Look through the entries below, please, and copy every line with the word "cause".

(Saved data entries)
++++++++++++++++++++

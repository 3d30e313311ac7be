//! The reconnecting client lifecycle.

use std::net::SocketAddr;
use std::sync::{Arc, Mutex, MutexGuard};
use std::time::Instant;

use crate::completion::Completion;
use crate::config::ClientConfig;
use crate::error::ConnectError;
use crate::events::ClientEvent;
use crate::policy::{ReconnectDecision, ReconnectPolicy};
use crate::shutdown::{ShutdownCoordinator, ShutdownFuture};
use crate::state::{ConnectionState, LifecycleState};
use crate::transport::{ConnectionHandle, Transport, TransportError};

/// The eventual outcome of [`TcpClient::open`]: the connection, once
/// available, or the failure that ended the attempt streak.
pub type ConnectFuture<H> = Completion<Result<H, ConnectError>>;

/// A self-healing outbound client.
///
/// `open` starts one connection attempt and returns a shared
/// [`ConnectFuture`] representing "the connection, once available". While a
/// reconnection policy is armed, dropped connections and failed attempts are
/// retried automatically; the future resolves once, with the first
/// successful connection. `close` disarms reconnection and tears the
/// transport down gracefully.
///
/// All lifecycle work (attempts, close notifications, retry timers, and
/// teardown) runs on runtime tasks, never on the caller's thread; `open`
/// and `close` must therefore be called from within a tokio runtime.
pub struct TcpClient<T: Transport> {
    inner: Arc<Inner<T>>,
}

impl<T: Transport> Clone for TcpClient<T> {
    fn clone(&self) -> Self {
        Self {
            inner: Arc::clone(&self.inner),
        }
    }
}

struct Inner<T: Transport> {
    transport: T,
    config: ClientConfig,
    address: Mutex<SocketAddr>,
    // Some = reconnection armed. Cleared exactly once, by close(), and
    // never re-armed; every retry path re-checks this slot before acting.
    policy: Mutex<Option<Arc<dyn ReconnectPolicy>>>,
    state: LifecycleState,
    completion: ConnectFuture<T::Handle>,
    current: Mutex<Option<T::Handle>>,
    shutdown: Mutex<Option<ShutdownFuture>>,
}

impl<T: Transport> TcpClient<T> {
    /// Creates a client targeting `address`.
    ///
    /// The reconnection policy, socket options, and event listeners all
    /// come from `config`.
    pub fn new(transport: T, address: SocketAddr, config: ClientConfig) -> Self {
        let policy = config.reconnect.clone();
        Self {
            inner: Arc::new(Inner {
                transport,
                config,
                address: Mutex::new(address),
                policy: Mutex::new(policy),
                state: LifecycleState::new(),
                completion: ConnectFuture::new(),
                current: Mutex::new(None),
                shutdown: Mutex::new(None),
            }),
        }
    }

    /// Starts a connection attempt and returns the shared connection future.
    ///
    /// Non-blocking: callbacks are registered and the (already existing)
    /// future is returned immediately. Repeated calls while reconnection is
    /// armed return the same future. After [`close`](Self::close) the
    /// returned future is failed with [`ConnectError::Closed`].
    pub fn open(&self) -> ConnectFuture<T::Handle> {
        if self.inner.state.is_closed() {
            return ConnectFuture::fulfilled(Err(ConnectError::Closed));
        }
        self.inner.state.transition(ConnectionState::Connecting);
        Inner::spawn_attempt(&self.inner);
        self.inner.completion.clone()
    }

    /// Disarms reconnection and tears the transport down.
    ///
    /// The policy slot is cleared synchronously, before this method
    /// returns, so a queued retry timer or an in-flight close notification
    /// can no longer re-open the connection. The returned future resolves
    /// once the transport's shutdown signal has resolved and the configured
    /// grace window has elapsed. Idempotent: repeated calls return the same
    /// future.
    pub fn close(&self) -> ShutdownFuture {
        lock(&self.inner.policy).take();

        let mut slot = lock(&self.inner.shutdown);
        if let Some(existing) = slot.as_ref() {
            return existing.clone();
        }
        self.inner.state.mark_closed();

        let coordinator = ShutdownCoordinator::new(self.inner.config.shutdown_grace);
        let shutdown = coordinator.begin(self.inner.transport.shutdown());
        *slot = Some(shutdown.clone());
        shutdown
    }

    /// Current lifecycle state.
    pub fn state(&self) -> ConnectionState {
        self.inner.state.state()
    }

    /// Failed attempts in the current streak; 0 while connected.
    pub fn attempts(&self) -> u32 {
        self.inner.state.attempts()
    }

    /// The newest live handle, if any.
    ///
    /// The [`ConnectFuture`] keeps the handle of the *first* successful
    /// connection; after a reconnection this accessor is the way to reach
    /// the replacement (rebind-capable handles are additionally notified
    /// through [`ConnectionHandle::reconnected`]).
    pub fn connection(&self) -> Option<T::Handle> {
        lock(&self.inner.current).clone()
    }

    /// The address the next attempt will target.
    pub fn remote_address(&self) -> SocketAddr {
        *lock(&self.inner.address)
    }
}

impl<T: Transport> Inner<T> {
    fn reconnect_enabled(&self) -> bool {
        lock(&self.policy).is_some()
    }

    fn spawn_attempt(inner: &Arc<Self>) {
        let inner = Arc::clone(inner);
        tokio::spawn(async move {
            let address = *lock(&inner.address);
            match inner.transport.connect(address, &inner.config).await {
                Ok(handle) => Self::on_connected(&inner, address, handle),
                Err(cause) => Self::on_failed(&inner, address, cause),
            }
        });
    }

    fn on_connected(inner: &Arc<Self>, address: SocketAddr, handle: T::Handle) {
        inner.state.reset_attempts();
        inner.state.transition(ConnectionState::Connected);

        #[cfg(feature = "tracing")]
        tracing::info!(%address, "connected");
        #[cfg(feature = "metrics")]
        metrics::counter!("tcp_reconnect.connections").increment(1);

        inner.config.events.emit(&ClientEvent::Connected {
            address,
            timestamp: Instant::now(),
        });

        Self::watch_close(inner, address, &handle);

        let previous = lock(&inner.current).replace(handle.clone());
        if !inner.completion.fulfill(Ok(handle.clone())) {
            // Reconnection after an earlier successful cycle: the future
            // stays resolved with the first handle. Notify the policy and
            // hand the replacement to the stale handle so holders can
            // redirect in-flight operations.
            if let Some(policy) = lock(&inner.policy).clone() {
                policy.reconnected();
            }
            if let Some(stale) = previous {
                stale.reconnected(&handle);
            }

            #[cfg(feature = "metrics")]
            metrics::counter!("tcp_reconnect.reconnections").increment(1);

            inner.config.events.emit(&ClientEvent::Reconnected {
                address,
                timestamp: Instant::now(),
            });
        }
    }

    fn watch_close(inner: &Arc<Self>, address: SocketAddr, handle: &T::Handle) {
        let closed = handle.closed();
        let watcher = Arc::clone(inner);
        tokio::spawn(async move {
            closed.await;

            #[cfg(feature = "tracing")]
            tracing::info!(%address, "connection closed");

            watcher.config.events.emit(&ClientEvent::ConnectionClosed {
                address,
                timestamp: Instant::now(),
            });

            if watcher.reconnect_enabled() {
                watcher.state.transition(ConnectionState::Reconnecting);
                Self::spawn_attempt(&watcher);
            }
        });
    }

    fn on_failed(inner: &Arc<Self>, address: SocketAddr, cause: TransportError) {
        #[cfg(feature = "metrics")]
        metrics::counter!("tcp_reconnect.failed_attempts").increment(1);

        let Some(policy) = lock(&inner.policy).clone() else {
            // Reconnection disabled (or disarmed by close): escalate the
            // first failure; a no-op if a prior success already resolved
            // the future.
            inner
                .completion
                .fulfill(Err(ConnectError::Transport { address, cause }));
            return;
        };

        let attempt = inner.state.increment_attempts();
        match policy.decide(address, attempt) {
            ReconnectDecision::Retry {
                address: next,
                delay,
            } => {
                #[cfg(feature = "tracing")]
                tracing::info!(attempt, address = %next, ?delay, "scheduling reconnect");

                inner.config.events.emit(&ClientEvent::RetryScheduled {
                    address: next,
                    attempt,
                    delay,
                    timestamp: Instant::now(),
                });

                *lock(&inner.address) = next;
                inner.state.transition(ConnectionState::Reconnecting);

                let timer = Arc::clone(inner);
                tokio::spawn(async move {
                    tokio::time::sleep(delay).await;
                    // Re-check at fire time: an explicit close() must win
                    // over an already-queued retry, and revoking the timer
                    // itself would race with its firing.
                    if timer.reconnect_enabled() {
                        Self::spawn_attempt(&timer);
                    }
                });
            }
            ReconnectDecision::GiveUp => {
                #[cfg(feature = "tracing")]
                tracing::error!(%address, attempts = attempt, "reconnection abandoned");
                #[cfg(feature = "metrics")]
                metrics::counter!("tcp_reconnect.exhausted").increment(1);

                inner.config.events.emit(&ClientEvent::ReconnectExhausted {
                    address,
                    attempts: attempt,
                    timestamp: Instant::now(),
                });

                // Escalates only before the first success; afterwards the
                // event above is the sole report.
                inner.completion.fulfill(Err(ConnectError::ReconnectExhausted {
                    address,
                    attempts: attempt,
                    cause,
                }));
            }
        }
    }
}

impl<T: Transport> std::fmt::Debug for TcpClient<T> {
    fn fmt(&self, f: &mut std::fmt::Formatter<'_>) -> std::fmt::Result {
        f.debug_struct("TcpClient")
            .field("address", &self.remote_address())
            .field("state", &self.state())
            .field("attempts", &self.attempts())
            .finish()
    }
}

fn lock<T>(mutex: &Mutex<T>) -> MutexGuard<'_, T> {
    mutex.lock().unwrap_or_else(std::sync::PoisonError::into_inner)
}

++++++++++++++++++++

RESULT OF THIS EXERCISE —
                Err(cause) => Self::on_failed(&inner, address, cause),
    fn on_failed(inner: &Arc<Self>, address: SocketAddr, cause: TransportError) {
                .fulfill(Err(ConnectError::Transport { address, cause }));
                    cause,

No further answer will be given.